- **What the exercise asks**
One number is the full answer: how many lines in the records contain the word "half"?

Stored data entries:
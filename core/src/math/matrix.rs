use ndarray::{concatenate, s, Array2, ArrayView2, Axis};

pub struct MatrixHelper;

impl MatrixHelper {
    /// Rotates the columns of `matrix` left by `width / 2`. For even widths
    /// this exchanges the left and right halves, so applying it twice is the
    /// identity. Doppler bins arrive centred on zero and leave monotonic.
    pub fn swap_halves<T: Clone>(matrix: ArrayView2<T>) -> Array2<T> {
        let half = matrix.ncols() / 2;
        if half == 0 {
            return matrix.to_owned();
        }
        // both slices share the row count, so the concatenation cannot fail
        match concatenate(
            Axis(1),
            &[matrix.slice(s![.., half..]), matrix.slice(s![.., ..half])],
        ) {
            Ok(swapped) => swapped,
            Err(_) => matrix.to_owned(),
        }
    }
}

#[cfg(test)]
mod tests {
    use super::*;
    use ndarray::array;

    #[test]
    fn swap_exchanges_halves() {
        let m = array![[1u16, 2, 3, 4], [5, 6, 7, 8]];
        let swapped = MatrixHelper::swap_halves(m.view());
        assert_eq!(swapped, array![[3u16, 4, 1, 2], [7, 8, 5, 6]]);
    }

    #[test]
    fn swap_is_an_involution_for_even_widths() {
        let m = Array2::from_shape_fn((5, 16), |(r, c)| (r * 16 + c) as u16);
        let twice = MatrixHelper::swap_halves(MatrixHelper::swap_halves(m.view()).view());
        assert_eq!(twice, m);
    }

    #[test]
    fn single_column_is_untouched() {
        let m = array![[1.0f32], [2.0]];
        assert_eq!(MatrixHelper::swap_halves(m.view()), m);
    }
}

- **Written reply**
3